Count the lines in the data below holding the string "filename" and write the total by itself.

Saved data entries

##############################

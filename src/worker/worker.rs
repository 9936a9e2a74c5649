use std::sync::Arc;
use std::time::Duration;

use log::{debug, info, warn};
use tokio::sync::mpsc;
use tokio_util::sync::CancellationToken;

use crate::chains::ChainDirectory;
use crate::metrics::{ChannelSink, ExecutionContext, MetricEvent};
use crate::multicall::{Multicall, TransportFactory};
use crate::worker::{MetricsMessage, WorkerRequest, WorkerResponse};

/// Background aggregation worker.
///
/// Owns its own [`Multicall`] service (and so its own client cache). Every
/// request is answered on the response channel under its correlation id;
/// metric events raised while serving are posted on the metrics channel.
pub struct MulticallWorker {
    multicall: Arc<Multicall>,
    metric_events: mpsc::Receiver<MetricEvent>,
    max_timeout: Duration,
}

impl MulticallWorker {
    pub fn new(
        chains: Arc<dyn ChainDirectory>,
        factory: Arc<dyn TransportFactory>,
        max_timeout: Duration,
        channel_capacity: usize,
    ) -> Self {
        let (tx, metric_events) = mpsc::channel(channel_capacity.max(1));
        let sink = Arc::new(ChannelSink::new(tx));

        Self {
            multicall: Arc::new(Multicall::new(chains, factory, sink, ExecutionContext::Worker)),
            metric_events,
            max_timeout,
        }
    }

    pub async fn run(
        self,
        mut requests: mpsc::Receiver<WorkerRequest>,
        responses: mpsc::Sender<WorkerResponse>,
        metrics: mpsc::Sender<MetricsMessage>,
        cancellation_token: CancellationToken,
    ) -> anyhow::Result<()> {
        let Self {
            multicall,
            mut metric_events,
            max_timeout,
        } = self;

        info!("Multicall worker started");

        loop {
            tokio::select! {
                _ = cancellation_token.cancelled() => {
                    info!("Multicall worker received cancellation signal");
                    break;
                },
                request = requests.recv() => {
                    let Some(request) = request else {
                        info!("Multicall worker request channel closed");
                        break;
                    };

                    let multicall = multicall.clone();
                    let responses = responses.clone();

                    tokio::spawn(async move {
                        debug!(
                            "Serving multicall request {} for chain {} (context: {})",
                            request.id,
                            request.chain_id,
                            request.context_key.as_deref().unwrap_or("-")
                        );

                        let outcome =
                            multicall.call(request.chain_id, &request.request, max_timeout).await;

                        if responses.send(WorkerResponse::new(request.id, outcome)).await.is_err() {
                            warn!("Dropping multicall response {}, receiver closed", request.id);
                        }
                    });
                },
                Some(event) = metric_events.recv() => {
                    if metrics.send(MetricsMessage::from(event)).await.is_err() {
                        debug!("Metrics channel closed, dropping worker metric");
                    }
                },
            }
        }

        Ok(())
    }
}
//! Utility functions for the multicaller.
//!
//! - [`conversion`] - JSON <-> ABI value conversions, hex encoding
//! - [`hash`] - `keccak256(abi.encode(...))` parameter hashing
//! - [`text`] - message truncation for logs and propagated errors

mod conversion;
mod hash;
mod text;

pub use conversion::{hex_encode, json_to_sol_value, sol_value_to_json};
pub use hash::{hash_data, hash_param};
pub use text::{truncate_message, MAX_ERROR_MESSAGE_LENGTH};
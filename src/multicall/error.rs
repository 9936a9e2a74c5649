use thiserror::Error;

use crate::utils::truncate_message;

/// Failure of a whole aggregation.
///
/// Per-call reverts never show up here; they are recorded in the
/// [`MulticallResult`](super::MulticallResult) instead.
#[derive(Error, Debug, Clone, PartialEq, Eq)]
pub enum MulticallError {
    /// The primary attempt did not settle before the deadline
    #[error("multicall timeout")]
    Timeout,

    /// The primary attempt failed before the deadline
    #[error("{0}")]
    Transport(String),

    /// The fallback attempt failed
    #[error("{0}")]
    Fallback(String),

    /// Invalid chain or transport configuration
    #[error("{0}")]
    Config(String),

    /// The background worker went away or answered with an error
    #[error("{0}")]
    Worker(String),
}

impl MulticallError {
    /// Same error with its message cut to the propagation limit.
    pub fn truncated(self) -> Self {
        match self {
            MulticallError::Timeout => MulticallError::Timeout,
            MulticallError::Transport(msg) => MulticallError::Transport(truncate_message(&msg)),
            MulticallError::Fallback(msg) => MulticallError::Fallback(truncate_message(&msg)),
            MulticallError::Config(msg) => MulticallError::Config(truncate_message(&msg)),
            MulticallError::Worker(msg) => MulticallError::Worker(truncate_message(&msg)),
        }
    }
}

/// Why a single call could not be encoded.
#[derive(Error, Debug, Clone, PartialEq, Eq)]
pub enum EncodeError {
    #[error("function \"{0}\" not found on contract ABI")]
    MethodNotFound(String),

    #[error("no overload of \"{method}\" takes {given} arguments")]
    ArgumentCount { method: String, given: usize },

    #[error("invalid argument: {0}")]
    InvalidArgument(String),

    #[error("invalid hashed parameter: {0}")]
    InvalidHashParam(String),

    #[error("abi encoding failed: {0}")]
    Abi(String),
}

##############################

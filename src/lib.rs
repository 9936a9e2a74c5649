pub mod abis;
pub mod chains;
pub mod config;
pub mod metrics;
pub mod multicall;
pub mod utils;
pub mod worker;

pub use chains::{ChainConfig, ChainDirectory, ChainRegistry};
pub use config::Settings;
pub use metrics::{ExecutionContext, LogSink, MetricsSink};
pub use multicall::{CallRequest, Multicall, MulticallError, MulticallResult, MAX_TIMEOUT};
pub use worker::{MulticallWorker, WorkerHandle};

##############################

#### [Task response]
3